11. Beta weights are the standardised values of the b coefficients. Unlike the b coefficients, which are affected by the standard deviations of each explanatory variable, beta weights are directly comparable and help to identify the relative importance (effect size) of each explanatory variable on the outcome variable. The effect size could be interpreted as the magnitude of the change in the likelihood of an outcome occurring (in the present model, the likelihood of a trainee withdrawing from his/her ITP course) that is associated with a unit change in an explanatory variable (e.g. following the GRTP route rather than the university-administered PGCE route, which, in statistical terms, means changing the value of the respective ‘route’ variable from 0 to 1). The higher the absolute value of the beta weight, the higher the effect size of the respective explanatory variable on the outcome.

12. The exp(b) (or odds ratio) indicates how many times more likely respondents in a particular group (e.g. male trainees) are to give an answer of 1 on the outcome variable (in the present model, an answer of 1 indicates withdrawal from the ITP course) compared with another group of respondents defined as the ‘reference group’ (female trainees).
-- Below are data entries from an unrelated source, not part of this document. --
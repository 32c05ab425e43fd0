#![no_main]
use libfuzzer_sys::fuzz_target;

fuzz_target!(|data: &[u8]| {
    let text = String::from_utf8_lossy(data);
    let mut args = Vec::<String>::new();
    for token in text.split_whitespace().take(32) {
        args.push(token.to_string());
    }
    oxiflate::cli::fuzz_try_parse_args(&args);
});
#![no_main]
use libfuzzer_sys::fuzz_target;
use oxiflate::Mode;
use oxiflate::io::{Execution, TransformOptions, transform_bytes};

fuzz_target!(|data: &[u8]| {
    if data.len() < 2 {
        return;
    }

    // First two bytes pick the parameters.
    let flags = data[0];
    let chunk_size = usize::from(data[1]) + 1;
    let payload = &data[2..];

    let (compress, decompress) = match flags % 3 {
        0 => (Mode::Deflate, Mode::Inflate),
        1 => (Mode::Gzip, Mode::Gunzip),
        _ => (Mode::DeflateRaw, Mode::InflateRaw),
    };
    let mut opts = TransformOptions::new(compress);
    opts.level = i32::from((flags >> 2) % 11) - 1;
    opts.window_bits = 8 + u32::from((flags >> 4) % 8);
    opts.chunk_size = chunk_size;
    if flags & 0x80 != 0 {
        opts.execution = Execution::Async { threads: 1 };
    }

    let packed = transform_bytes(payload, &opts).unwrap();
    opts.mode = decompress;
    let unpacked = transform_bytes(&packed, &opts).unwrap();
    assert_eq!(unpacked, payload);

    if compress != Mode::DeflateRaw {
        opts.mode = Mode::AutoUnzip;
        assert_eq!(transform_bytes(&packed, &opts).unwrap(), payload);
    }
});
// ---------------------------------------------------------------------------
// StreamState
// ---------------------------------------------------------------------------

/// Codec-side state of a session.
pub struct StreamState {
    mode: Mode,
    magic: Magic,
    /// Magic bytes consumed by an earlier chunk but not yet given to the codec.
    held: Vec<u8>,
    codec: Box<dyn Codec>,
    backend: Arc<dyn CodecBackend>,
    params: StreamParams,
    dictionary: Option<Vec<u8>>,
    pub(crate) flush: Flush,
    pending_error: Status,
}

impl StreamState {
    pub(crate) fn open(
        mode: Mode,
        backend: Arc<dyn CodecBackend>,
        params: StreamParams,
        dictionary: Option<Vec<u8>>,
    ) -> Result<Self, CodecFailure> {
        let (Some(direction), Some(format)) = (mode.direction(), mode.format()) else {
            return Err(CodecFailure::new(Status::StreamError));
        };
        let codec = backend.create(direction, format, &params)?;
        Ok(Self {
            mode,
            magic: Magic::None,
            held: Vec::new(),
            codec,
            backend,
            params,
            dictionary,
            flush: Flush::None,
            pending_error: Status::Ok,
        })
    }

    pub fn mode(&self) -> Mode {
        self.mode
    }

    pub fn has_dictionary(&self) -> bool {
        self.dictionary.is_some()
    }

    pub fn dictionary(&self) -> Option<&[u8]> {
        self.dictionary.as_deref()
    }

    pub fn pending_error(&self) -> Status {
        self.pending_error
    }

    pub fn magic_bytes_read(&self) -> u8 {
        self.magic.bytes_read()
    }

    pub fn params(&self) -> &StreamParams {
        &self.params
    }

    /// Dictionary for modes that take it before any data.
    pub(crate) fn install_preset_dictionary(&mut self) -> Result<(), CodecFailure> {
        if !self.mode.presets_dictionary() {
            return Ok(());
        }
        match self.dictionary.as_deref() {
            Some(dict) => self.codec.set_dictionary(dict),
            None => Ok(()),
        }
    }

    /// Fresh codec state with the same parameters, dictionary re-applied.
    pub(crate) fn reset_stream(&mut self) -> Result<(), StreamError> {
        self.pending_error = Status::Ok;
        if self.mode == Mode::AutoUnzip {
            self.magic = Magic::None;
            self.held.clear();
        }
        self.codec
            .reset()
            .map_err(|f| StreamError::from_failure(StreamErrorKind::Reset, &f))?;
        self.install_preset_dictionary()
            .map_err(|f| StreamError::from_failure(StreamErrorKind::DictionarySetup, &f))
    }

    /// Only zlib and raw deflate streams take new parameters; every other
    /// mode ignores the call.
    pub(crate) fn set_params(&mut self, level: i32, strategy: Strategy) -> Result<(), StreamError> {
        self.pending_error = Status::Ok;
        if !matches!(self.mode, Mode::Deflate | Mode::DeflateRaw) {
            return Ok(());
        }
        match self.codec.set_params(level, strategy) {
            Ok(()) => {
                self.params.level = level;
                self.params.strategy = strategy;
                Ok(())
            }
            Err(f) if f.status == Status::BufError => Ok(()),
            Err(f) => {
                self.pending_error = f.status;
                Err(StreamError::from_failure(StreamErrorKind::Params, &f))
            }
        }
    }

    /// Run one chunk against the codec.
    pub fn process(&mut self, input: &[u8], output: &mut [u8]) -> ChunkOutcome {
        let mut cur = Cursor::new(input, output);
        let status = match self.mode {
            Mode::Deflate | Mode::Gzip | Mode::DeflateRaw => {
                advance(self.codec.as_mut(), self.flush, &mut cur)
            }
            Mode::Inflate | Mode::Gunzip | Mode::InflateRaw | Mode::AutoUnzip => self.inflate(&mut cur),
            Mode::Closed => Status::StreamError,
        };
        self.pending_error = status;
        trace!(
            "chunk {:?} flush={:?}: in {}/{} out {}/{} -> {status}",
            self.mode,
            self.flush,
            cur.in_pos,
            cur.input.len(),
            cur.out_pos,
            cur.output.len()
        );
        ChunkOutcome {
            status,
            avail_in: cur.avail_in(),
            avail_out: cur.avail_out(),
            message: cur.message,
        }
    }

    fn inflate(&mut self, cur: &mut Cursor<'_>) -> Status {
        if self.mode == Mode::AutoUnzip {
            if let Err(failure) = self.detect_format(cur) {
                cur.message = failure.message;
                return failure.status;
            }
            if self.mode == Mode::AutoUnzip {
                // Undecided: nothing reached the codec, so no progress.
                return Status::BufError;
            }
        }

        if !self.held.is_empty() {
            let status = self.replay_held(cur);
            if is_failure(status) {
                return status;
            }
            if !self.held.is_empty() {
                return Status::BufError;
            }
        }

        let mut status = advance(self.codec.as_mut(), self.flush, cur);

        // Raw inflate got its dictionary at init.
        if status == Status::NeedDict && self.mode != Mode::InflateRaw {
            if let Some(dict) = self.dictionary.as_deref() {
                status = match self.codec.set_dictionary(dict) {
                    Ok(()) => advance(self.codec.as_mut(), self.flush, cur),
                    // A mismatched dictionary reads as "needs a dictionary" so
                    // it is told apart from corrupt input.
                    Err(failure) if failure.status == Status::DataError => {
                        cur.message = None;
                        Status::NeedDict
                    }
                    Err(failure) => {
                        cur.message = failure.message;
                        failure.status
                    }
                };
            }
        }

        // Trailing zero bytes are padding, anything else starts a new member.
        while self.mode == Mode::Gunzip
            && status == Status::StreamEnd
            && cur.next_byte().is_some_and(|b| b != 0x00)
        {
            debug!(
                "gzip member ended with {} input bytes left, starting next member",
                cur.avail_in()
            );
            if let Err(failure) = self.restart_member() {
                cur.message = failure.message;
                status = failure.status;
                break;
            }
            status = advance(self.codec.as_mut(), self.flush, cur);
        }

        status
    }

    fn detect_format(&mut self, cur: &mut Cursor<'_>) -> Result<(), CodecFailure> {
        let start = cur.in_pos;
        let mut peek = start;
        loop {
            match mode::detect(self.magic, cur.input.get(peek).copied()) {
                Detect::Pending => {
                    // Input ran out mid-magic; keep the confirmed bytes for
                    // the codec once the format is known.
                    self.held.extend_from_slice(&cur.input[start..peek]);
                    cur.in_pos = peek;
                    return Ok(());
                }
                Detect::Advance(next) => {
                    self.magic = next;
                    peek += 1;
                }
                Detect::Resolved(mode) => return self.resolve(mode),
            }
        }
    }

    fn resolve(&mut self, mode: Mode) -> Result<(), CodecFailure> {
        if mode == Mode::Gunzip {
            // Nothing has been fed to the zlib-framed stream yet.
            self.codec = self
                .backend
                .create(Direction::Decompress, Format::Gzip, &self.params)?;
            self.magic = Magic::Both;
        }
        debug!("auto-detected {mode:?} stream");
        self.mode = mode;
        Ok(())
    }

    fn replay_held(&mut self, cur: &mut Cursor<'_>) -> Status {
        let held = std::mem::take(&mut self.held);
        let step = self
            .codec
            .process(&held, &mut cur.output[cur.out_pos..], Flush::None);
        cur.out_pos = (cur.out_pos + step.produced).min(cur.output.len());
        cur.message = step.message;
        if step.consumed < held.len() {
            self.held = held[step.consumed..].to_vec();
        }
        step.status
    }

    fn restart_member(&mut self) -> Result<(), CodecFailure> {
        self.codec.reset()?;
        self.install_preset_dictionary()
    }
}
// Session modes and the gzip magic-number peek used by `Mode::AutoUnzip`.

use crate::codec::{Direction, Format};

pub const GZIP_MAGIC_1: u8 = 0x1f;
pub const GZIP_MAGIC_2: u8 = 0x8b;

/// What a session does with the bytes it is given.
#[derive(Debug, Clone, Copy, PartialEq, Eq)]
pub enum Mode {
    Deflate,
    Inflate,
    Gzip,
    Gunzip,
    DeflateRaw,
    InflateRaw,
    /// Decompress gzip or zlib data, decided from the first two input bytes.
    AutoUnzip,
    Closed,
}

impl Mode {
    /// Parse the numeric mode constant (`0` = closed/none, `1..=7` as above).
    pub fn from_raw(raw: u32) -> Option<Self> {
        match raw {
            0 => Some(Self::Closed),
            1 => Some(Self::Deflate),
            2 => Some(Self::Inflate),
            3 => Some(Self::Gzip),
            4 => Some(Self::Gunzip),
            5 => Some(Self::DeflateRaw),
            6 => Some(Self::InflateRaw),
            7 => Some(Self::AutoUnzip),
            _ => None,
        }
    }

    pub fn as_raw(self) -> u32 {
        match self {
            Self::Closed => 0,
            Self::Deflate => 1,
            Self::Inflate => 2,
            Self::Gzip => 3,
            Self::Gunzip => 4,
            Self::DeflateRaw => 5,
            Self::InflateRaw => 6,
            Self::AutoUnzip => 7,
        }
    }

    pub fn is_compress(self) -> bool {
        matches!(self, Self::Deflate | Self::Gzip | Self::DeflateRaw)
    }

    pub fn direction(self) -> Option<Direction> {
        match self {
            Self::Deflate | Self::Gzip | Self::DeflateRaw => Some(Direction::Compress),
            Self::Inflate | Self::Gunzip | Self::InflateRaw | Self::AutoUnzip => {
                Some(Direction::Decompress)
            }
            Self::Closed => None,
        }
    }

    /// Framing the codec stream is created with. `AutoUnzip` starts out
    /// zlib-framed and is re-created gzip-framed if the magic matches.
    pub fn format(self) -> Option<Format> {
        match self {
            Self::Deflate | Self::Inflate | Self::AutoUnzip => Some(Format::Zlib),
            Self::Gzip | Self::Gunzip => Some(Format::Gzip),
            Self::DeflateRaw | Self::InflateRaw => Some(Format::Raw),
            Self::Closed => None,
        }
    }

    /// Modes that take the configured dictionary up front rather than on
    /// the codec's request.
    pub(crate) fn presets_dictionary(self) -> bool {
        matches!(self, Self::Deflate | Self::DeflateRaw | Self::InflateRaw)
    }
}

// ---------------------------------------------------------------------------
// Magic-number peek
// ---------------------------------------------------------------------------

/// Gzip magic bytes confirmed so far.
#[derive(Debug, Clone, Copy, PartialEq, Eq, Default)]
pub enum Magic {
    #[default]
    None,
    First,
    Both,
}

impl Magic {
    pub fn bytes_read(self) -> u8 {
        match self {
            Self::None => 0,
            Self::First => 1,
            Self::Both => 2,
        }
    }
}

/// Result of feeding one peeked byte (or its absence) to [`detect`].
#[derive(Debug, Clone, Copy, PartialEq, Eq)]
pub enum Detect {
    /// No byte to look at; nothing changes.
    Pending,
    /// Byte matched; keep peeking at the next one.
    Advance(Magic),
    /// Decision made; final for the life of the session.
    Resolved(Mode),
}

/// The auto-detect transition function.
pub fn detect(state: Magic, next: Option<u8>) -> Detect {
    match (state, next) {
        (Magic::Both, _) => Detect::Resolved(Mode::Gunzip),
        (_, None) => Detect::Pending,
        (Magic::None, Some(GZIP_MAGIC_1)) => Detect::Advance(Magic::First),
        (Magic::None, Some(_)) => Detect::Resolved(Mode::Inflate),
        (Magic::First, Some(GZIP_MAGIC_2)) => Detect::Resolved(Mode::Gunzip),
        (Magic::First, Some(_)) => Detect::Resolved(Mode::Inflate),
    }
}
use criterion::{BenchmarkId, Criterion, Throughput, black_box, criterion_group, criterion_main};
use oxiflate::Mode;
use oxiflate::io::{Execution, TransformOptions, transform_bytes};
use std::fs;
use std::path::Path;

fn gen_data(size: usize, seed: u64) -> Vec<u8> {
    // Mix of literal noise and repeated runs so levels differ.
    let mut s = seed;
    let mut out = Vec::with_capacity(size);
    while out.len() < size {
        s = s.wrapping_mul(6364136223846793005).wrapping_add(1);
        let run = ((s >> 58) as usize) + 1;
        let byte = (s >> 33) as u8;
        if s & 1 == 0 {
            out.extend(std::iter::repeat_n(byte, run));
        } else {
            out.push(byte);
        }
    }
    out.truncate(size);
    out
}

fn opts(mode: Mode, chunk_size: usize, execution: Execution) -> TransformOptions {
    let mut opts = TransformOptions::new(mode);
    opts.chunk_size = chunk_size;
    opts.execution = execution;
    opts
}

fn write_ratio_snapshot() {
    let data = gen_data(2 * 1024 * 1024, 123);
    let mut csv = String::from("level,compressed_bytes,input_bytes,ratio\n");
    for level in -1i32..=9 {
        let mut o = opts(Mode::Deflate, 64 * 1024, Execution::Sync);
        o.level = level;
        let Ok(packed) = transform_bytes(&data, &o) else {
            continue;
        };
        let ratio = packed.len() as f64 / data.len() as f64;
        csv.push_str(&format!("{level},{},{},{}\n", packed.len(), data.len(), ratio));
    }
    let out_dir = Path::new("target/criterion/custom_reports");
    let _ = fs::create_dir_all(out_dir);
    let _ = fs::write(out_dir.join("ratio_snapshot.csv"), csv);
}

fn bench_compress_speed(c: &mut Criterion) {
    let mut g = c.benchmark_group("compress_speed_mb_s");
    for size in [64 * 1024usize, 1024 * 1024, 8 * 1024 * 1024] {
        let data = gen_data(size, 1);
        let o = opts(Mode::Deflate, 16 * 1024, Execution::Sync);
        g.throughput(Throughput::Bytes(size as u64));
        g.bench_with_input(BenchmarkId::from_parameter(size), &size, |b, _| {
            b.iter(|| black_box(transform_bytes(black_box(&data), &o).unwrap()));
        });
    }
    g.finish();
}

fn bench_decompress_speed(c: &mut Criterion) {
    let mut g = c.benchmark_group("decompress_speed_mb_s");
    for size in [64 * 1024usize, 1024 * 1024, 8 * 1024 * 1024] {
        let data = gen_data(size, 2);
        let packed = transform_bytes(&data, &opts(Mode::Gzip, 64 * 1024, Execution::Sync)).unwrap();
        let o = opts(Mode::Gunzip, 16 * 1024, Execution::Sync);
        g.throughput(Throughput::Bytes(size as u64));
        g.bench_with_input(BenchmarkId::from_parameter(size), &size, |b, _| {
            b.iter(|| black_box(transform_bytes(black_box(&packed), &o).unwrap()));
        });
    }
    g.finish();
}

fn bench_sync_vs_async(c: &mut Criterion) {
    let mut g = c.benchmark_group("sync_vs_async_chunk_size");
    let data = gen_data(1024 * 1024, 3);
    g.throughput(Throughput::Bytes(data.len() as u64));
    for chunk_size in [1024usize, 16 * 1024, 256 * 1024] {
        let sync = opts(Mode::Deflate, chunk_size, Execution::Sync);
        g.bench_with_input(BenchmarkId::new("sync", chunk_size), &chunk_size, |b, _| {
            b.iter(|| black_box(transform_bytes(&data, &sync).unwrap()));
        });
        let offloaded = opts(Mode::Deflate, chunk_size, Execution::Async { threads: 1 });
        g.bench_with_input(BenchmarkId::new("async", chunk_size), &chunk_size, |b, _| {
            b.iter(|| black_box(transform_bytes(&data, &offloaded).unwrap()));
        });
    }
    g.finish();
}

fn bench_ratio_vs_level(c: &mut Criterion) {
    write_ratio_snapshot();
    let mut g = c.benchmark_group("compression_ratio_vs_level");
    let data = gen_data(2 * 1024 * 1024, 4);
    for level in 0i32..=9 {
        let mut o = opts(Mode::Deflate, 64 * 1024, Execution::Sync);
        o.level = level;
        g.bench_with_input(BenchmarkId::from_parameter(level), &level, |b, _| {
            b.iter(|| {
                let packed = transform_bytes(&data, &o).unwrap();
                black_box(packed.len() as f64 / data.len() as f64);
            });
        });
    }
    g.finish();
}

fn bench_auto_detect(c: &mut Criterion) {
    let mut g = c.benchmark_group("auto_unzip_vs_explicit");
    let data = gen_data(1024 * 1024, 5);
    let packed = transform_bytes(&data, &opts(Mode::Gzip, 64 * 1024, Execution::Sync)).unwrap();
    g.throughput(Throughput::Bytes(data.len() as u64));
    for (name, mode) in [("gunzip", Mode::Gunzip), ("auto_unzip", Mode::AutoUnzip)] {
        let o = opts(mode, 16 * 1024, Execution::Sync);
        g.bench_function(name, |b| {
            b.iter(|| black_box(transform_bytes(&packed, &o).unwrap()));
        });
    }
    g.finish();
}

criterion_group!(
    benches,
    bench_compress_speed,
    bench_decompress_speed,
    bench_sync_vs_async,
    bench_ratio_vs_level,
    bench_auto_detect
);
criterion_main!(benches);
13. As already explained, comparing the absolute values in the ‘beta weights’ column of provides a direct comparison of the relative importance (measured by the effect size) of each variable in the model.

14. It should be noted that, here and in subsequent sections, analyses include those following undergraduate routes who withdrew from ITP in their final year only (as well as those who withdrew from one-year ITP programmes), but are unable to shed any light on the motives of those who withdrew from such programmes earlier in their ITP.

15. Analyses of case study data generated for the Becoming a Teacher project suggest: (1) that student and beginning teachers associate support (or the lack of it) primarily with people, most notably mentors and other teachers in their placement schools, ITP tutors and peers (fellow trainees); and (2) that the support needs of student and beginning teachers include having people (mentors and others) who are ‘there for them’ (accessible, willing and able to provide help when it is needed), who treat them as a ‘whole person’, who have regard for their emotional and practical as well as professional needs, who make them feel welcome and ‘safe’ in school, who provide encouragement, reassurance and ‘positive strokes’, who provide ideas relating to their teaching, and who help them deal with specific problems, such as those relating to pupil behaviour (Hobson et al. Citation2009a).

16. While no respondents explicitly stated that their decision to withdraw from ITP was related to whether or not they were living at or away from home, it is possible that this may have been a contributory factor, for some, to one or more of the reasons given. We were unable to explore this issue further because of a lack of information on this question, and it is an issue which might be explored in future research.

17. In 2002–2003, the (then) Teacher Training Agency in England spent £187m on funding ITP courses and an additional £127.6m on student teacher bursaries (Teacher Training Agency, Annual Report 2002–03, July 2003, HC 994).